There have now been nine televised hearings of the House Select Committee to Investigate the January 6th Attack on the United States Capitol. The main purpose of these hearings has been to publicly present evidence of former President Donald Trump’s culpability for the January 6 riot.
The mostly Democratic congressional committee, assisted by two of Trump’s fiercest Republican opponents, has made the hearings into a compellingly produced TV spectacle. The hearings drew an average of 13.1 million viewers across multiple networks, which is slightly more than the average viewership of the 2021 Major League Baseball World Series.
Surveys suggest this audience, like the committee itself, is overwhelmingly Democratic. They may have already been convinced of Trump’s responsibility for the January 6 riot, but 64% of Democrats say they have learned new information about the attacks from the hearings.
Some of the evidence presented in the hearings has been spectacular. Multiple video depositions from Trump allies and even family members showed how they tried to convince him the election was lost. This did not stop him from pressuring officials to overturn election results and trying to enact a bizarre and illegal plan to stall the vote count.
When Vice President Mike Pence refused Trump’s demands to halt the vote certification, rioters stormed the Capitol chanting “Hang Mike Pence”. They apparently believed Trump’s claims that day that Pence had the power to reject electoral college votes but “didn’t have the courage” to do it.
Former White House aide Cassidy Hutchinson testified that, when Trump heard the “Hang Mike Pence” chant, he told aides that the vice president “deserves it”. Pence’s secret service staff were so worried by the mob incursion that some of them made goodbye calls to family members.
Is there enough evidence to indict Trump?
Many Democrats argue the evidence against Trump is now so damning that the Justice Department should charge him with obstruction of justice and official proceedings, criminally defrauding the United States, and possibly seditious conspiracy.
While there are reports the Justice Department is investigating Trump, and that Trump’s lawyers are preparing defences against criminal charges, it is far from certain he will be charged. Apart from the difficulty of proving the case to a jury, Attorney-General Merrick Garland may be concerned that prosecuting the de facto leader of the Republican Party would politicise the Justice Department – in the same way Trump himself often did during his presidency.
But even if Trump again escapes legal consequences for his actions, he may still face political consequences. More independent voters than ever now hold him responsible for the January 6 riot. And members of Trump’s own party are weighing his viability.

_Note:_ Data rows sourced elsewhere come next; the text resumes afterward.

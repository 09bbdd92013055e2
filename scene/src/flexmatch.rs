//! FlexMatch lifecycle events.
//!
//! Events for configurations the scene has not seen yet are ignored; they
//! can race ahead of the snapshot that introduces the configuration.
//! Cancellation-type events only reset players whose active ticket is the
//! event's ticket, so a late event for a superseded search is harmless.

#[cfg(test)]
#[path = "flexmatch_test.rs"]
mod flexmatch_test;

use wire::{FlexMatchEvent, FlexMatchEventDetail, FlexMatchEventType};

use crate::motion::{Arrival, ContainerRef, Destination};
use crate::player::PlayerState;
use crate::render::NodeId;
use crate::state::SceneState;

pub fn handle(scene: &mut SceneState, event: &FlexMatchEvent) {
    let Some(ident) = event.configuration() else {
        tracing::debug!("flexmatch event without a configuration");
        return;
    };
    let Some(config) = scene.configs.get_by_name_or_arn(ident).map(|c| c.name().to_owned()) else {
        tracing::debug!(configuration = %ident, "flexmatch event for unknown configuration");
        return;
    };

    let detail = &event.detail;
    match detail.event_type {
        FlexMatchEventType::MatchmakingSearching => searching(scene, &config, detail),
        FlexMatchEventType::PotentialMatchCreated => potential_match(scene, &config, detail),
        FlexMatchEventType::MatchmakingTimedOut
        | FlexMatchEventType::MatchmakingCancelled
        | FlexMatchEventType::MatchmakingFailed => abandon(scene, detail),
        other => tracing::trace!(event = ?other, "flexmatch event ignored"),
    }
}

fn searching(scene: &mut SceneState, config: &str, detail: &FlexMatchEventDetail) {
    for ticket in &detail.tickets {
        for entry in &ticket.players {
            let player_id = entry.player_id.as_str();
            scene.ensure_player(player_id);
            let Some(player) = scene.players.get_mut(player_id) else {
                continue;
            };
            player.active_ticket = Some(ticket.ticket_id.clone());
            if player.is_committed() {
                continue;
            }
            if let Some(match_id) = player.match_id.clone() {
                scene.break_up_match(&match_id);
            }
            scene.add_destination(
                &NodeId::Player(player_id.to_owned()),
                Destination::container(ContainerRef::Config(config.to_owned())),
            );
            if let Some(player) = scene.players.get_mut(player_id) {
                player.state = PlayerState::WaitingForMatch;
            }
        }
    }
}

fn potential_match(scene: &mut SceneState, config: &str, detail: &FlexMatchEventDetail) {
    let Some(match_id) = detail.match_id.as_deref() else {
        tracing::debug!("potential match without a match id");
        return;
    };
    let participants = detail.participants();
    if !scene.matches.contains(match_id) {
        let at = scene.config_center(config).unwrap_or_default();
        scene.create_match(match_id, at, participants.len(), Some(config.to_owned()));
    }

    for player_id in participants {
        scene.ensure_player(player_id);
        if scene.players.get(player_id).is_none_or(|p| p.state == PlayerState::InMatch) {
            continue;
        }
        let walk = Destination::container(ContainerRef::Match(match_id.to_owned()))
            .on_arrive(Arrival::JoinMatch { match_id: match_id.to_owned() });
        scene.add_destination(&NodeId::Player(player_id.to_owned()), walk);
        if let Some(player) = scene.players.get_mut(player_id) {
            player.state = PlayerState::WalkingToMatch;
        }
    }
}

fn abandon(scene: &mut SceneState, detail: &FlexMatchEventDetail) {
    for ticket in &detail.tickets {
        for entry in &ticket.players {
            let player_id = entry.player_id.as_str();
            let current = scene
                .players
                .get(player_id)
                .map(|p| p.active_ticket.as_deref() == Some(ticket.ticket_id.as_str()));
            match current {
                Some(true) => {
                    scene.reset_player(player_id);
                }
                Some(false) => {
                    tracing::debug!(%player_id, ticket = %ticket.ticket_id, "stale ticket ignored");
                }
                None => {}
            }
        }
    }
}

Congressional Republicans have mostly boycotted the January 6 hearings and tried to cast doubt on their legitimacy. The majority of Republican voters remain convinced Trump did nothing wrong on January 6. This is bolstered by a widespread belief that Democrats stole the 2020 election, which would mean the January 6 rioters were not insurgents but patriots trying to protect their country.
But there are signs a constant focus on the 2020 election and its aftermath is hurting Trump with Republicans. Two recent polls have suggested about a third of Republicans don’t want Trump to run again in 2024. These are significant increases on previous polls.
A New York Times/Siena College poll of Republicans in July found only 49% would support Trump if the presidential primary were held now. He is still far ahead of his nearest rival, Florida Governor Ron DeSantis, who is on 25%.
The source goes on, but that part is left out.